“La sinodalidad es ante todo una disposición espiritual que impregna la vida cotidiana de los bautizados y todos los aspectos de la misión de la Iglesia” (Documento Final 43), y es que, por situarnos en el aparador de las novedades, podemos jalonar el término espiritualidad y sinodalidad para todo y, esto que dice es muy simple y complejo, se trata de una disposición a vivir según el aire fresco del Espíritu, en lo cotidiano de la vida, en el silencio y lo ordinario del día a día, es ahí donde se vive la espiritualidad, si no ¿dónde?
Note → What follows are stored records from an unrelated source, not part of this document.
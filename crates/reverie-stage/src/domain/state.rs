//! Mutable stage state.

use std::collections::BTreeSet;
use std::fmt;

use reverie_core::scene_id::SceneId;

use super::scene::Scene;

/// Which scene is active and what has been completed.
///
/// Owned exclusively by the stage event loop.
#[derive(Default)]
pub struct GameState {
    pub(crate) current_scene_id: Option<SceneId>,
    pub(crate) current_scene: Option<Box<dyn Scene>>,
    pub(crate) completed: BTreeSet<SceneId>,
    pub(crate) started: bool,
    pub(crate) transitioning: bool,
}

impl GameState {
    /// Creates the initial state: nothing shown, nothing completed.
    #[must_use]
    pub fn new() -> Self {
        Self::default()
    }

    /// Id of the active scene.
    #[must_use]
    pub fn current_scene_id(&self) -> Option<&SceneId> {
        self.current_scene_id.as_ref()
    }

    /// Completed scene ids.
    #[must_use]
    pub fn completed(&self) -> &BTreeSet<SceneId> {
        &self.completed
    }

    /// Returns `true` once any scene has been shown.
    #[must_use]
    pub fn is_started(&self) -> bool {
        self.started
    }

    /// Returns `true` while a transition is in flight.
    #[must_use]
    pub fn is_transitioning(&self) -> bool {
        self.transitioning
    }

    /// Adds the current scene to the completion set.
    ///
    /// Returns `true` if the set grew.
    pub fn mark_current_complete(&mut self) -> bool {
        match &self.current_scene_id {
            Some(id) => self.completed.insert(id.clone()),
            None => false,
        }
    }

    /// Empties the completion set.
    pub fn reset_progress(&mut self) {
        self.completed.clear();
    }
}

impl fmt::Debug for GameState {
    fn fmt(&self, f: &mut fmt::Formatter<'_>) -> fmt::Result {
        f.debug_struct("GameState")
            .field("current_scene_id", &self.current_scene_id)
            .field("completed", &self.completed)
            .field("started", &self.started)
            .field("transitioning", &self.transitioning)
            .finish_non_exhaustive()
    }
}
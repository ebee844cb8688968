//! In-memory text sink.

use std::fmt;
use std::sync::{Arc, Mutex, MutexGuard, PoisonError};

pub use reverie_core::text::TextSink;
use reverie_core::text::{TapHandler, is_same_handler};

#[derive(Default)]
struct BufferState {
    text: String,
    tap: Option<Arc<dyn TapHandler>>,
}

/// Text sink shared between the scene that owns it and the render tree
/// that displays it.
#[derive(Clone, Default)]
pub struct TextBuffer {
    inner: Arc<Mutex<BufferState>>,
}

impl TextBuffer {
    /// Creates an empty buffer.
    #[must_use]
    pub fn new() -> Self {
        Self::default()
    }

    /// Creates a buffer that already holds `text`.
    #[must_use]
    pub fn with_text(text: impl Into<String>) -> Self {
        let buffer = Self::new();
        buffer.lock().text = text.into();
        buffer
    }

    fn lock(&self) -> MutexGuard<'_, BufferState> {
        self.inner.lock().unwrap_or_else(PoisonError::into_inner)
    }

    /// Returns the current content.
    #[must_use]
    pub fn text(&self) -> String {
        self.lock().text.clone()
    }

    /// Returns `true` while a reveal session is typing into this buffer.
    #[must_use]
    pub fn is_typing(&self) -> bool {
        self.lock().tap.is_some()
    }

    /// Pointer/touch on the buffer: skips the attached session, if any.
    ///
    /// Returns `true` if a session was skipped to completion.
    pub fn tap(&self) -> bool {
        // Release the buffer before the handler writes back into it.
        let handler = self.lock().tap.clone();
        handler.is_some_and(|h| h.tap())
    }
}

impl TextSink for TextBuffer {
    fn clear(&self) {
        self.lock().text.clear();
    }

    fn append(&self, unit: &str) {
        self.lock().text.push_str(unit);
    }

    fn set_text(&self, text: &str) {
        let mut state = self.lock();
        state.text.clear();
        state.text.push_str(text);
    }

    fn attach_tap(&self, handler: Arc<dyn TapHandler>) {
        self.lock().tap = Some(handler);
    }

    fn detach_tap(&self, handler: &dyn TapHandler) {
        let mut state = self.lock();
        if state
            .tap
            .as_ref()
            .is_some_and(|attached| is_same_handler(attached, handler))
        {
            state.tap = None;
        }
    }
}

impl fmt::Debug for TextBuffer {
    fn fmt(&self, f: &mut fmt::Formatter<'_>) -> fmt::Result {
        let state = self.lock();
        f.debug_struct("TextBuffer")
            .field("text", &state.text)
            .field("typing", &state.tap.is_some())
            .finish()
    }
}
//! Scene contract, render tree and stage state.

pub mod catalog;
pub mod commands;
pub mod render;
pub mod scene;
pub mod score;
pub mod state;
pub mod surface;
“Una espiritualidad sinodal exige ascesis, humildad, paciencia y disponibilidad para perdonar y ser perdonado” (Documento Final 43), tres afirmaciones muy serias, ante las que hay que ir con detenimiento. Humildad, en esta sociedad de las camarillas y los reflectores, vivir desde la sencillez de la propia verdad, teniendo la valentía de detenerse ante el carrusel de fotos que nos venden bien parados y nos posicionan como especiales. ¡Vaya! Paciencia en estos tiempos de impaciencia y desesperación.
“Sin ambiciones, ni envidias, ni deseos de dominio y control” (Documento Final 43), esos deseos de controlarlo todo, de dominar, de imponernos ante los demás, de pararnos con pies de plomo y que se cumpla nuestra “santa” voluntad, de estar a la derecha y a la izquierda, siendo influyentes, importantes, con renombre. Eso que, por otras entidades es bien visto y valorado con aprecio, está fuera del alcance del seguimiento de Cristo y de la espiritualidad cristiana, y la sinodalidad quiere ser un antídoto para ello.
“Nadie puede recorrer solo un camino de auténtica espiritualidad. Necesitamos acompañamiento y apoyo, incluida la formación y la dirección espiritual, como individuos y como comunidad” (Documento Final 43), es evidente que lo sinodal es lo opuesto a lo individual, por eso la rotunda claridad de que nadie puede andar por esta ruta sin otro, sin acompañamiento, sin dirección.
Se nos dice lo que siempre se ha dicho, los principios generales de la vida espiritual, pero que, han quedado un poco empolvados por tanta cosa que se nos ha venido encima y que, volver a ello, a los orígenes, nos permite entonar un cántico nuevo, una bella sinfonía, el canto de una Iglesia que no actúa montando cruzadas sino enamorando corazones, encendiendo luces, acompañando, “provocando alegría, asombro, gratitud y renovación”.